Das Resultat: Immer mehr Zeit in digitalen Welten - immer weniger Kontrolle über die eigene Entscheidung
Die Folgen der Aufmerksamkeitsökonomie
Die ständige Fragmentierung unserer Aufmerksamkeit hat erhebliche Auswirkungen auf unser Leben:
Konzentrationsverlust: Studien zeigen, dass die durchschnittliche Aufmerksamkeitsspanne durch digitale Reize abnimmt. Menschen haben zunehmend Schwierigkeiten, sich über längere Zeiträume hinweg auf eine einzige Aufgabe zu fokussieren.
Produktivitätsverlust: Arbeitnehmer und Studierende sind oft weniger effizient, da ständige Unterbrechungen durch Benachrichtigungen die kognitive Leistung beeinträchtigen.
Mentale Gesundheit: Die ununterbrochene Nutzung sozialer Medien ist mit erhöhten Raten von Angstzuständen, Stress und Depressionen verbunden.
Manipulation durch Fake News: Wer Kontrolle über die Aufmerksamkeit hat, kann Meinungen beeinflussen. Desinformationskampagnen nutzen dies gezielt aus.
Wie gewinnt man sein Recht auf die eigene Aufmerksamkeit zurück?
Vorab gesagt: Es ist nicht so einfach, denn digitale Aufmerksamkeitsökonomie zielt auf zentrale neurophysiologische Impulse und Instinkte. Es bedarf klarer Entscheidungen und möglicherweise auch zunächst schmerzhafter Disziplin.
Wirkungsvolle Strategien sind:
Bewusstes Zeitmanagement: Setzen Sie sich feste Zeiten für den Konsum digitaler Inhalte und reduzieren Sie "automatisches Scrollen".

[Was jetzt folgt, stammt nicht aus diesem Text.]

/// Decide the next etcd operation, if any.
///
/// Pure: identical inputs produce the identical decision, and nothing here
/// touches the network.
pub fn etcd_decide_to_do(cluster: &Cluster, status: &ClusterStatus) -> Option<Box<dyn Operator>> {
    let cp_nodes = cluster.control_plane_nodes();
    let params = &cluster.options.etcd;
    let image = &cluster.options.images.etcd;

    let bootstrap = cluster
        .nodes
        .iter()
        .all(|n| !status.node(&n.address).etcd.has_data);
    if bootstrap {
        let endpoints = etcd_endpoints(&cp_nodes);
        return Some(Box::new(etcd_boot_op(endpoints, &cp_nodes, params, image)));
    }

    if status.etcd.members.is_empty() {
        warn!("no members of etcd cluster");
        return None;
    }

    let endpoints = etcd_endpoints(&cp_nodes);

    let members = unhealthy_non_cluster_members(&cluster.nodes, &status.etcd);
    if !members.is_empty() {
        return Some(Box::new(etcd_remove_member_op(endpoints, &members)));
    }

    let nodes = unhealthy_non_control_plane_members(&cluster.nodes, &status.etcd);
    if !nodes.is_empty() {
        return Some(Box::new(etcd_destroy_member_op(
            endpoints,
            &nodes,
            &status.etcd.members,
            params,
        )));
    }

    let nodes = unstarted_member_control_planes(&cp_nodes, &status.etcd);
    if !nodes.is_empty() {
        return Some(Box::new(etcd_add_member_op(endpoints, &nodes, params, image)));
    }

    // Everything below mutates membership or momentarily stops members;
    // neither is safe without quorum.
    if !status.etcd.is_healthy() {
        return Some(Box::new(etcd_wait_cluster_op(endpoints)));
    }

    let nodes = new_member_control_planes(&cp_nodes, &status.etcd);
    if !nodes.is_empty() {
        return Some(Box::new(etcd_add_member_op(endpoints, &nodes, params, image)));
    }

    let members = healthy_non_cluster_members(&cluster.nodes, &status.etcd);
    if !members.is_empty() {
        return Some(Box::new(etcd_remove_member_op(endpoints, &members)));
    }

    let nodes = running_non_control_plane_members(&cluster.nodes, status);
    if !nodes.is_empty() {
        return Some(Box::new(etcd_destroy_member_op(
            endpoints,
            &nodes,
            &status.etcd.members,
            params,
        )));
    }

    let nodes = outdated_control_plane_members(&cp_nodes, status, image);
    if !nodes.is_empty() {
        return Some(Box::new(etcd_update_version_op(
            endpoints, &nodes, &cp_nodes, params, image,
        )));
    }

    let nodes = drifted_control_plane_members(&cp_nodes, status, params);
    if !nodes.is_empty() {
        return Some(Box::new(etcd_restart_op(
            endpoints, &nodes, &cp_nodes, params, image,
        )));
    }

    None
}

Benachrichtigungen deaktivieren: Schalten Sie alle Push-Benachrichtigungen aus, um Ablenkungen zu minimieren.
Digitale Detox-Phasen: Planen Sie regelmäßige Zeiten ein, in denen Sie bewusst auf digitale Medien verzichten.
Nutzung von Konzentrationstechniken: Methoden wie die Pomodoro-Technik oder Deep-Work-Phasen helfen, Fokus und Produktivität zu steigern.
Achtsamkeit und Meditation: Achtsamkeitstrainings können helfen, den Geist zu beruhigen und die Kontrolle über die eigene Aufmerksamkeit zurückzugewinnen.
Und jetzt?
Die Zeit wird knapp! Das ist nicht dramatisiert. Die Wirkungen und Auswirkungen der Aufmerksamkeitsökonomie sind sicht- und spürbar. Gesellschaftlich und geistig. Ihr Gehirn ist schon auf dem Weg. Es gilt zu entscheiden, ob Sie entscheiden wollen. Wie wollen Sie Ihre Zeit und Energie investieren? Aufmerksamkeit bewusst zu steuern heisst, sich selbst zu steuern-, heisst Produktivität, mentale Klarheit und Lebensqualität zurück zu bekommen.